Start of LISTED ENTRIES
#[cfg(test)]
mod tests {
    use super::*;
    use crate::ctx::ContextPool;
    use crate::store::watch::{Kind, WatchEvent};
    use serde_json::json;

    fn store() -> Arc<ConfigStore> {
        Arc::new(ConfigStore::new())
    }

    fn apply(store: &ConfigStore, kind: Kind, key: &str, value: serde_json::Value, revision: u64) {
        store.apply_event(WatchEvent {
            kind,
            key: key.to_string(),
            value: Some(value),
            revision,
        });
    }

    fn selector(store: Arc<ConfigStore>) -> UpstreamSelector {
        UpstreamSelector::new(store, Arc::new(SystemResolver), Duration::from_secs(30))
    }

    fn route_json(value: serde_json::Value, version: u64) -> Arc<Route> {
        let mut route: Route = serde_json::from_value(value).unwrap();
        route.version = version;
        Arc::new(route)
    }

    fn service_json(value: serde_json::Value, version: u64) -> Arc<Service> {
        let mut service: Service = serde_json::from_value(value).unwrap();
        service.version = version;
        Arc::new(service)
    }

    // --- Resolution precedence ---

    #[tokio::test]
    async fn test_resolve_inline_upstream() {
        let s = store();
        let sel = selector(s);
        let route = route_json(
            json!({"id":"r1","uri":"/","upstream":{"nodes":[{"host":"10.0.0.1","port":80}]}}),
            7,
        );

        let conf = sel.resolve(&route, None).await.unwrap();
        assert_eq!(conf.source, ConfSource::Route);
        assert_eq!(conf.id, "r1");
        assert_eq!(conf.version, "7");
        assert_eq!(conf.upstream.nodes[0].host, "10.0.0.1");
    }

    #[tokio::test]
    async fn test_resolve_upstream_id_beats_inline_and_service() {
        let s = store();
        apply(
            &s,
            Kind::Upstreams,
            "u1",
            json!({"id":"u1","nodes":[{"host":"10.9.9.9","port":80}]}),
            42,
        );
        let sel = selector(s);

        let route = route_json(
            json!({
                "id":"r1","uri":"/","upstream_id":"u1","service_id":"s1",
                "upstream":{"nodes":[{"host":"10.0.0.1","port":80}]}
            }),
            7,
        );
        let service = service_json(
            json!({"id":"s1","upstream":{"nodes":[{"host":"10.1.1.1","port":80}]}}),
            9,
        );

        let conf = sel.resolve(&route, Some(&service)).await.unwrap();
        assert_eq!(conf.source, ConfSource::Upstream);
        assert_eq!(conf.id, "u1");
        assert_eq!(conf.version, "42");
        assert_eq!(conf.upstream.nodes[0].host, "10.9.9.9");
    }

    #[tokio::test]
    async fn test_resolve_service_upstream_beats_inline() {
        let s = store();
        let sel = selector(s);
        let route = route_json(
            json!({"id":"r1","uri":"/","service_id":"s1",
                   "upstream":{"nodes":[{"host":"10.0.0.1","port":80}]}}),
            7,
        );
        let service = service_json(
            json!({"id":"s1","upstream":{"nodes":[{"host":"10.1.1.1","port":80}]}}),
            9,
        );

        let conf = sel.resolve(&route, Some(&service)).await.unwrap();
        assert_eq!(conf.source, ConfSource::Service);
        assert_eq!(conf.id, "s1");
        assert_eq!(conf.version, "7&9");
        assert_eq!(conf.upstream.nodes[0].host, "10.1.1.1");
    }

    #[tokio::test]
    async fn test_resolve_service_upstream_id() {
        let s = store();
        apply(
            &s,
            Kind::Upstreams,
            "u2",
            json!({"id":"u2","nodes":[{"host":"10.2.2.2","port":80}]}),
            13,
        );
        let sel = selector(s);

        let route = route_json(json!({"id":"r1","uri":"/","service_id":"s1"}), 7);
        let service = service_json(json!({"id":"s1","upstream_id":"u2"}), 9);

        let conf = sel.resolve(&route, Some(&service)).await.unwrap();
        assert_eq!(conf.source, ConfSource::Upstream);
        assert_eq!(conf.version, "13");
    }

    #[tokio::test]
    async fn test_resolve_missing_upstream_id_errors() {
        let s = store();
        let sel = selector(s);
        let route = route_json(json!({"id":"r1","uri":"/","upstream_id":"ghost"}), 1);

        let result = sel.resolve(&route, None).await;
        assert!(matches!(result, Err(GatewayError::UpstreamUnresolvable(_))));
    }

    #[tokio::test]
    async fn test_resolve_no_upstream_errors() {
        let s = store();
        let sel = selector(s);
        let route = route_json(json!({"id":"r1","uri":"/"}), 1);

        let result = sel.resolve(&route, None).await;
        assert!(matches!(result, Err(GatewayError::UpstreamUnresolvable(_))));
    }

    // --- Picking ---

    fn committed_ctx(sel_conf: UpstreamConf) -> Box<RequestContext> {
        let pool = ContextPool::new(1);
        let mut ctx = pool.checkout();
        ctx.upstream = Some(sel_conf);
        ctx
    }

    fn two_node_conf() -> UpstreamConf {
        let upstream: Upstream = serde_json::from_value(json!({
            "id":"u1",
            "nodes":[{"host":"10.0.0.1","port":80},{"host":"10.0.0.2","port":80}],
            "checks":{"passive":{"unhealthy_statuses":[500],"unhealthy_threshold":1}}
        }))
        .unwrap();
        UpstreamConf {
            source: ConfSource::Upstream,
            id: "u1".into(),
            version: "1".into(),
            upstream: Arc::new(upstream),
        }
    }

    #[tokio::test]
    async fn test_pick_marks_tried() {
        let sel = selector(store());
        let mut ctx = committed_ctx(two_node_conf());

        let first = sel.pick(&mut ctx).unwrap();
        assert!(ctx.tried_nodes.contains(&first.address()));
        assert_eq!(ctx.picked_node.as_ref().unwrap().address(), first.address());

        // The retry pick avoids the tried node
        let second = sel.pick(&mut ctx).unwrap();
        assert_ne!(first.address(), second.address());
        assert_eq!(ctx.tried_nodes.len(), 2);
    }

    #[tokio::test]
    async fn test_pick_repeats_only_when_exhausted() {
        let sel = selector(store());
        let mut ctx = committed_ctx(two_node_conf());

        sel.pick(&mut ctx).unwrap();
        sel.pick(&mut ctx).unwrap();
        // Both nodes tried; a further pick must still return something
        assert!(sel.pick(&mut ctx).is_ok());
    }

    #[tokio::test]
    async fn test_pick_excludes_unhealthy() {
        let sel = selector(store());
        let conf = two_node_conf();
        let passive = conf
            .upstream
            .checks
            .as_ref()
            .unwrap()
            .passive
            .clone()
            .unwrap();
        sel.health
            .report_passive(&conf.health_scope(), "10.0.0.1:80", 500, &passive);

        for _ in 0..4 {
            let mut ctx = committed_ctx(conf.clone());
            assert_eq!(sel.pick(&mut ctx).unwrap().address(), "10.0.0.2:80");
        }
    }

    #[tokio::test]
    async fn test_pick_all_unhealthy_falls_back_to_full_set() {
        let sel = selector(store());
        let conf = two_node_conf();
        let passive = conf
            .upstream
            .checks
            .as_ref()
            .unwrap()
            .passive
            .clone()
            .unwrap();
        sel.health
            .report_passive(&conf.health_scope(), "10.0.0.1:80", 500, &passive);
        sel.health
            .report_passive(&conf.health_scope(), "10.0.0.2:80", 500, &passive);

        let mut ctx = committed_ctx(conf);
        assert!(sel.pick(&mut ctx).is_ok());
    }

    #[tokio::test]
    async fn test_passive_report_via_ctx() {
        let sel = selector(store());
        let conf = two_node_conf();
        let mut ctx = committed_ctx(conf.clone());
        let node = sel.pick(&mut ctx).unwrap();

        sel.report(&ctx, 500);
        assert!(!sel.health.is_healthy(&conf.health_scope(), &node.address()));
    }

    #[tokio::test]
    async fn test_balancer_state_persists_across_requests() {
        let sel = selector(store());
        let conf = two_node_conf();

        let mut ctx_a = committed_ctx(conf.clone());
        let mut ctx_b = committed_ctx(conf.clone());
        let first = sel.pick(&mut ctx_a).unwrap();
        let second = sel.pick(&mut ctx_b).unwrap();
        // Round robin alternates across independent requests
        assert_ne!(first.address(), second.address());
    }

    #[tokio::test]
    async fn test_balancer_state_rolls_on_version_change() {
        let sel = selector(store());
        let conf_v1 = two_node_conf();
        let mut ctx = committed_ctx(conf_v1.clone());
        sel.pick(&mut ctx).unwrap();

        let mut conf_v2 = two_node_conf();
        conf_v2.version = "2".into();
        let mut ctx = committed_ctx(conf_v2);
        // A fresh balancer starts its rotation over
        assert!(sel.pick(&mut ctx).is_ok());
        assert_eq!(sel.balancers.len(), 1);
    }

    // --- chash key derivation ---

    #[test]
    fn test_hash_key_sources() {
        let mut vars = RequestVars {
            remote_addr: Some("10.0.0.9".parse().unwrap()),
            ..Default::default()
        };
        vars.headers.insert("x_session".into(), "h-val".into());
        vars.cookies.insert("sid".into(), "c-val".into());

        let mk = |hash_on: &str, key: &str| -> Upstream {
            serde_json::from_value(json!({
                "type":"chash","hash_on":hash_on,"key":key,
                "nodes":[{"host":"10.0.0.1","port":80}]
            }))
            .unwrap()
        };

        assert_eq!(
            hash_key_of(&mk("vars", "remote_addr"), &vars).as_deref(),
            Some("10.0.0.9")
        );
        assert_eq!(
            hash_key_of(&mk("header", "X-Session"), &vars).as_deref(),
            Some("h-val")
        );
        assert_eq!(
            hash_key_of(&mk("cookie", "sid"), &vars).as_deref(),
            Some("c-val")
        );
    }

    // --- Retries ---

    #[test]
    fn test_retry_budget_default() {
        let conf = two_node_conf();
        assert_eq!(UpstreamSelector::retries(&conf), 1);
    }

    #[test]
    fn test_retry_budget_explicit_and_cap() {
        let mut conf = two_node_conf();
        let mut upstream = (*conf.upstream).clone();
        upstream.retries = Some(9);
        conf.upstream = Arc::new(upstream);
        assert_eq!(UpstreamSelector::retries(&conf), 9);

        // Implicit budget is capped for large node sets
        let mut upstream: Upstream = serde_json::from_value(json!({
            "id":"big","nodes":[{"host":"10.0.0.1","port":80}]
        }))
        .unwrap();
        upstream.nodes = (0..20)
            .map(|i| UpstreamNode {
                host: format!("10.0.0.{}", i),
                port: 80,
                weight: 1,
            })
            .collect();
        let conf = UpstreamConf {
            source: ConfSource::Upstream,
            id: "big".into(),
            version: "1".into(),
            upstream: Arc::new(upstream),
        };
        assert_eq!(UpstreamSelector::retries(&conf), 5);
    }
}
End of LISTED ENTRIES
Start of LISTED ENTRIES
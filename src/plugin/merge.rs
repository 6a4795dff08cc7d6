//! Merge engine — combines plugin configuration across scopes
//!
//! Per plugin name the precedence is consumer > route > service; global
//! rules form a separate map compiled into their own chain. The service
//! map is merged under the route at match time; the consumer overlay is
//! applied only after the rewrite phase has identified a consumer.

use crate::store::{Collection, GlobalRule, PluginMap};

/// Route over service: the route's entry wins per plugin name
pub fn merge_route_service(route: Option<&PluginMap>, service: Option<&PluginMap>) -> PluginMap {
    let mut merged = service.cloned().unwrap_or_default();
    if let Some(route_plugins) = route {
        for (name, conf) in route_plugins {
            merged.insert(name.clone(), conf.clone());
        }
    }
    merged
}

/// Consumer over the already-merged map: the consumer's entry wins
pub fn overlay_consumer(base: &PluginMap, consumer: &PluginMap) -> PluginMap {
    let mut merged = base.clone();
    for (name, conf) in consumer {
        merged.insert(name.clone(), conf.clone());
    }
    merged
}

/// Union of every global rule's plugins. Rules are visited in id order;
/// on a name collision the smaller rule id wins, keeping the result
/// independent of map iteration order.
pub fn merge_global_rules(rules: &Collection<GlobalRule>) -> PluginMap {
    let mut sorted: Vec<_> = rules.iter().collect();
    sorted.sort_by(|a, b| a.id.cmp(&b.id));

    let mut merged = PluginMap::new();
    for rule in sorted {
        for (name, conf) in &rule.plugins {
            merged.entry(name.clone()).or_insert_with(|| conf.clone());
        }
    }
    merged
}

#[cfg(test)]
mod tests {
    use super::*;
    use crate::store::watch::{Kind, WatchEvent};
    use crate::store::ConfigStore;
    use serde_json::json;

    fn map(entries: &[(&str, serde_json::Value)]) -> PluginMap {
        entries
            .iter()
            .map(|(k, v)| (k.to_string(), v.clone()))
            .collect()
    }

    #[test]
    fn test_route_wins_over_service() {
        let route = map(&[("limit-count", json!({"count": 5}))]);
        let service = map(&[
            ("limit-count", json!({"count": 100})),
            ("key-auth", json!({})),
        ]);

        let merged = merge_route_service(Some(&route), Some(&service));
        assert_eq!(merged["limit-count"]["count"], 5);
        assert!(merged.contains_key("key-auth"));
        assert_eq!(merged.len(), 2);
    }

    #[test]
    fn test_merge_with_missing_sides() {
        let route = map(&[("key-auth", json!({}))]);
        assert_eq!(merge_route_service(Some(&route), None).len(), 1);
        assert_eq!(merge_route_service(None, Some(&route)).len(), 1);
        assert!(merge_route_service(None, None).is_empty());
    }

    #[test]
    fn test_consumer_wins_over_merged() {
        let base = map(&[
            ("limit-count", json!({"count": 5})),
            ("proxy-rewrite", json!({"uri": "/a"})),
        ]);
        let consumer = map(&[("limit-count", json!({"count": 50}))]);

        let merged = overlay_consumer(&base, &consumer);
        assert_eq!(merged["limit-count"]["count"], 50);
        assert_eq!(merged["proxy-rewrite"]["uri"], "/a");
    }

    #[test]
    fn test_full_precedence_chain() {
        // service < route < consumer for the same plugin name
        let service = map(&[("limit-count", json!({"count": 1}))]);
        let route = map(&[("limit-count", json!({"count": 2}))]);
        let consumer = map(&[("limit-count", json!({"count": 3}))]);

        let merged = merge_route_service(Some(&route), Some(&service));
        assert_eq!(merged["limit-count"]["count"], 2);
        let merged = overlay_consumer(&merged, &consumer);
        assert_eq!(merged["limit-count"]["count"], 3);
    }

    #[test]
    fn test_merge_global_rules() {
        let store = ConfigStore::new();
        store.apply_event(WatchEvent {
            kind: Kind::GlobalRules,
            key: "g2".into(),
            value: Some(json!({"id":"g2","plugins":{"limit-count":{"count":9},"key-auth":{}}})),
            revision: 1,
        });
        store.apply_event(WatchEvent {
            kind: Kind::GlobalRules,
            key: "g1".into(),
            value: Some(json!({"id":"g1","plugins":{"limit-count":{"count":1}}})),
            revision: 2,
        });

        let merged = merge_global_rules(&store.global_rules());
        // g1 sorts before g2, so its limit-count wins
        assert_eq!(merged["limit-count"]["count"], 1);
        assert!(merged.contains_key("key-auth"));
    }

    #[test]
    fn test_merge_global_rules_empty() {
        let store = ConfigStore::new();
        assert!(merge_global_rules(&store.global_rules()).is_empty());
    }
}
End of LISTED ENTRIES
● **PROBLEM TO SOLVE**:
In the records above, locate the lines holding the word "ConfigStore". Copy each of them.

● **RESPONSE TO THE TASK**:
    fn store() -> Arc<ConfigStore> {
        Arc::new(ConfigStore::new())
    fn apply(store: &ConfigStore, kind: Kind, key: &str, value: serde_json::Value, revision: u64) {
    fn selector(store: Arc<ConfigStore>) -> UpstreamSelector {
    use crate::store::ConfigStore;
        let store = ConfigStore::new();
        let store = ConfigStore::new();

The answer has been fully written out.